Evans left grammar school in 1928 and spent two years with the British Cotton Growers' Association. He then studied at the University of Manchester from 1930 to 1933, and graduated with a degree in physics and chemistry. He gained his Master of Science in 1934 and finished his Ph.D. in 1938.
In 1940 he began working at the National Institute for Medical Research (NIMR) in London.[2]
In 1947, to become a reader in the bacteriology department at the University of Manchester, but returned to the NIMR in 1955 as director of the biological standards department. In 1961 he became professor of bacteriology and immunology at the London School of Hygiene & Tropical Medicine.

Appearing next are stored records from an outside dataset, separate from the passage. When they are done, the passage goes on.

use std::sync::Arc;

use tracing::{info, instrument};

use super::commit_executor::CommitExecutor;
use super::identity_resolver::{IdentityResolver, StoreIdentityResolver};
use super::import_reconciler::reconcile_import;
use super::removal_reconciler::reconcile_removal;
use super::row_validator::RowValidator;
use super::tabular_decoder::TabularDecoder;
use crate::domain::contact::{
    CampaignContact, CommitReport, FieldMapping, ImportConfig, ImportResult, RemovalResult,
    TabularData, ValidatedRows,
};
use crate::domain::error::{AppError, Result};
use crate::infrastructure::store::RecordStore;

/// An uploaded file as handed over by the intake layer
#[derive(Debug, Clone, Copy)]
pub enum Upload<'a> {
    Text(&'a str),
    Bytes {
        data: &'a [u8],
        file_name: Option<&'a str>,
    },
}

/// Preview and confirm flow for adding contacts to, or removing them from,
/// a campaign. Previews never write; only `confirm_*` touches the store.
pub struct ContactImportService {
    store: Arc<dyn RecordStore>,
    resolver: Arc<dyn IdentityResolver>,
    decoder: TabularDecoder,
    validator: RowValidator,
    executor: CommitExecutor,
}

impl ContactImportService {
    pub fn new(store: Arc<dyn RecordStore>, config: ImportConfig) -> Self {
        Self {
            resolver: Arc::new(StoreIdentityResolver::new(store.clone())),
            decoder: TabularDecoder::new(&config),
            validator: RowValidator::new(&config),
            executor: CommitExecutor::new(store.clone(), config),
            store,
        }
    }

    /// Swap the identity resolver, e.g. for a cached or remote one
    pub fn with_resolver(mut self, resolver: Arc<dyn IdentityResolver>) -> Self {
        self.resolver = resolver;
        self
    }

    pub fn decode(&self, upload: Upload<'_>) -> Result<TabularData> {
        match upload {
            Upload::Text(content) => self.decoder.decode_text(content),
            Upload::Bytes { data, file_name } => self.decoder.decode_bytes(data, file_name),
        }
    }

    /// Decode an upload and pre-fill a mapping from its headers
    pub fn suggest_mapping(&self, upload: Upload<'_>) -> Result<(TabularData, FieldMapping)> {
        let data = self.decode(upload)?;
        let mapping = FieldMapping::suggest(&data.headers);
        Ok((data, mapping))
    }

    pub fn validate(&self, data: &TabularData, mapping: &FieldMapping) -> Result<ValidatedRows> {
        self.validator.validate_rows(data, mapping)
    }

    #[instrument(skip(self, upload, mapping))]
    pub async fn preview_import(
        &self,
        campaign_id: &str,
        upload: Upload<'_>,
        mapping: &FieldMapping,
    ) -> Result<ImportResult> {
        require_campaign(campaign_id)?;
        let data = self.decode(upload)?;
        self.preview_import_rows(campaign_id, &data, mapping).await
    }

    /// Preview against rows already decoded, e.g. after the mapping was edited
    pub async fn preview_import_rows(
        &self,
        campaign_id: &str,
        data: &TabularData,
        mapping: &FieldMapping,
    ) -> Result<ImportResult> {
        require_campaign(campaign_id)?;
        let validated = self.validate(data, mapping)?;
        let snapshot = self
            .resolver
            .resolve(campaign_id, &validated.phone_numbers())
            .await?;
        Ok(reconcile_import(validated, &snapshot))
    }

    #[instrument(skip(self, preview), fields(to_import = preview.contacts.len(), in_system = preview.in_system.len()))]
    pub async fn confirm_import(&self, campaign_id: &str, preview: &ImportResult) -> Result<CommitReport> {
        self.executor.commit_import(campaign_id, preview).await
    }

    #[instrument(skip(self, upload, mapping))]
    pub async fn preview_removal(
        &self,
        campaign_id: &str,
        upload: Upload<'_>,
        mapping: &FieldMapping,
        remove_others: bool,
    ) -> Result<RemovalResult> {
        require_campaign(campaign_id)?;
        let data = self.decode(upload)?;
        self.preview_removal_rows(campaign_id, &data, mapping, remove_others)
            .await
    }

    pub async fn preview_removal_rows(
        &self,
        campaign_id: &str,
        data: &TabularData,
        mapping: &FieldMapping,
        remove_others: bool,
    ) -> Result<RemovalResult> {
        require_campaign(campaign_id)?;
        let validated = self.validate(data, mapping)?;
        let membership = self
            .store
            .list_campaign_contacts(campaign_id)
            .await
            .map_err(|e| AppError::IdentityLookup(e.to_string()))?;

        info!(campaign_id, members = membership.len(), "Loaded campaign membership");
        Ok(reconcile_removal(validated, &membership, remove_others))
    }

    #[instrument(skip(self, preview), fields(remove_others = preview.remove_others, to_remove = preview.removal_count()))]
    pub async fn confirm_removal(&self, campaign_id: &str, preview: &RemovalResult) -> Result<CommitReport> {
        self.executor.commit_removal(campaign_id, preview).await
    }

    pub async fn campaign_contacts(&self, campaign_id: &str) -> Result<Vec<CampaignContact>> {
        self.store.list_campaign_contacts(campaign_id).await
    }
}

fn require_campaign(campaign_id: &str) -> Result<()> {
    if campaign_id.trim().is_empty() {
        return Err(AppError::ValidationError("Campaign id is required".to_string()));
    }
    Ok(())
}

#[cfg(test)]
mod tests {
    use super::*;
    use crate::domain::contact::{NewCampaignLink, NewContact, PersonalizationEntry};
    use crate::infrastructure::store::InMemoryRecordStore;

    const SAMPLE_CSV: &str = "first,last,phone\nJane,Doe,555-0100\n,Smith,555-0101";

    fn service(store: Arc<InMemoryRecordStore>) -> ContactImportService {
        ContactImportService::new(store, ImportConfig::default())
    }

    fn mapping() -> FieldMapping {
        FieldMapping::with_columns("first", "last", "phone")
    }

    #[tokio::test]
    async fn test_preview_then_confirm_import() {
        let store = Arc::new(InMemoryRecordStore::new());
        let service = service(store.clone());

        let preview = service
            .preview_import("C1", Upload::Text(SAMPLE_CSV), &mapping())
            .await
            .unwrap();

        assert_eq!(preview.contacts.len(), 1);
        assert_eq!(preview.contacts[0].phone_number, "+15550100");
        assert_eq!(preview.errors[0].row_number, 3);
        assert_eq!(preview.errors[0].message, "First name is required");
        assert_eq!(preview.errors[0].data.phone, "5550101");
        assert!(preview.is_complete());

        // Nothing is written until confirmation
        assert_eq!(store.contact_count().await, 0);

        let report = service.confirm_import("C1", &preview).await.unwrap();
        assert_eq!(report.created_contacts, 1);
        assert_eq!(report.linked, 1);

        let members = service.campaign_contacts("C1").await.unwrap();
        assert_eq!(members[0].personalization_fields.get("name").map(String::as_str), Some("Jane Doe"));
    }

    #[tokio::test]
    async fn test_known_contact_lands_in_system_bucket() {
        let store = Arc::new(InMemoryRecordStore::new());
        store
            .insert_contacts(&[NewContact {
                first_name: "Jane".into(),
                last_name: "Doe".into(),
                phone_number: "+15550100".into(),
            }])
            .await
            .unwrap();
        let service = service(store.clone());

        let csv = "first,last,phone\nJane,Doe,+1 555 0100\nJohn,Roe,555-0102";
        let preview = service
            .preview_import("C1", Upload::Text(csv), &mapping())
            .await
            .unwrap();

        assert_eq!(preview.in_system.len(), 1);
        assert_eq!(preview.in_system[0].first_name, "Jane");
        assert_eq!(preview.contacts.len(), 1);
        assert_eq!(preview.contacts[0].first_name, "John");
        assert_eq!(preview.existing, 1);

        let report = service.confirm_import("C1", &preview).await.unwrap();
        assert_eq!(report.created_contacts, 1);
        assert_eq!(report.linked, 2);
        assert_eq!(store.contact_count().await, 2);

        let again = service
            .preview_import("C1", Upload::Text(csv), &mapping())
            .await
            .unwrap();
        assert_eq!(again.in_campaign.len(), 2);
        assert!(again.contacts.is_empty());
    }

    #[tokio::test]
    async fn test_keep_only_listed_then_confirm() {
        let store = Arc::new(InMemoryRecordStore::new());
        let new_contacts: Vec<NewContact> = (0..10)
            .map(|i| NewContact {
                first_name: format!("Member{}", i),
                last_name: "Doe".into(),
                phone_number: format!("+1555010{}", i),
            })
            .collect();
        let created = store.insert_contacts(&new_contacts).await.unwrap();
        let links: Vec<NewCampaignLink> = created
            .iter()
            .map(|c| NewCampaignLink {
                campaign_id: "C1".into(),
                contact_id: c.id,
                status: Default::default(),
                personalization_fields: Default::default(),
            })
            .collect();
        store.insert_campaign_links(&links).await.unwrap();
        let service = service(store.clone());

        let csv = "first,last,phone\nMember2,Doe,555-0102\nMember5,Doe,555-0105";
        let preview = service
            .preview_removal("C1", Upload::Text(csv), &mapping(), true)
            .await
            .unwrap();
        assert_eq!(preview.to_remove_if_enabled.len(), 8);
        assert_eq!(preview.contacts.len(), 2);

        let report = service.confirm_removal("C1", &preview).await.unwrap();
        assert_eq!(report.unlinked, 8);
        assert_eq!(report.deleted_contacts, 8);
        assert_eq!(service.campaign_contacts("C1").await.unwrap().len(), 2);
        assert_eq!(store.contact_count().await, 2);
    }

    #[tokio::test]
    async fn test_suggest_mapping_and_personalization() {
        let store = Arc::new(InMemoryRecordStore::new());
        let service = service(store);
        let csv = "First Name,Last Name,Mobile,Company\nJane,Doe,555-0100,Acme";

        let (data, mut mapping) = service.suggest_mapping(Upload::Text(csv)).unwrap();
        assert!(mapping.is_ready());
        mapping
            .personalization
            .push(PersonalizationEntry::new("company", "Company"));

        let preview = service.preview_import_rows("C1", &data, &mapping).await.unwrap();
        let fields = preview.contacts[0].personalization_fields.as_ref().unwrap();
        assert_eq!(fields.get("company").map(String::as_str), Some("Acme"));
    }

    #[tokio::test]
    async fn test_bad_upload_is_fatal() {
        let service = service(Arc::new(InMemoryRecordStore::new()));
        let result = service
            .preview_import("C1", Upload::Bytes { data: b"", file_name: None }, &mapping())
            .await;
        assert!(matches!(result, Err(AppError::FormatError(_))));

        let result = service
            .preview_import("", Upload::Text(SAMPLE_CSV), &mapping())
            .await;
        assert!(matches!(result, Err(AppError::ValidationError(_))));
    }
}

In 1971–72, Evans was director of the Lister Institute of Preventive Medicine and struggled in vain to save its Chelsea laboratory from financial failure. He left in 1972 to become director of the National Institute for Biological Standards and Control to prepare for its 1976 move to South Mimms.
In 1976 he taught medical students at Oxford University in the Sir William Dunn School of Pathology until retirement to North Wales in 1979.
He was elected a Fellow of the Royal Society in 1960 and awarded their Buchanan Medal in 1977 for his leading role in the standardization and safety control of vaccines.[3]
He was awarded CBE in 1969 and knighted in 1977.[3] He retired in 1979.[2]
He died at Llandrillo-yn-Rhos, Denbighshire, North Wales.
In 1937, he married Mary (née Darby); they had one son and one daughter.[4]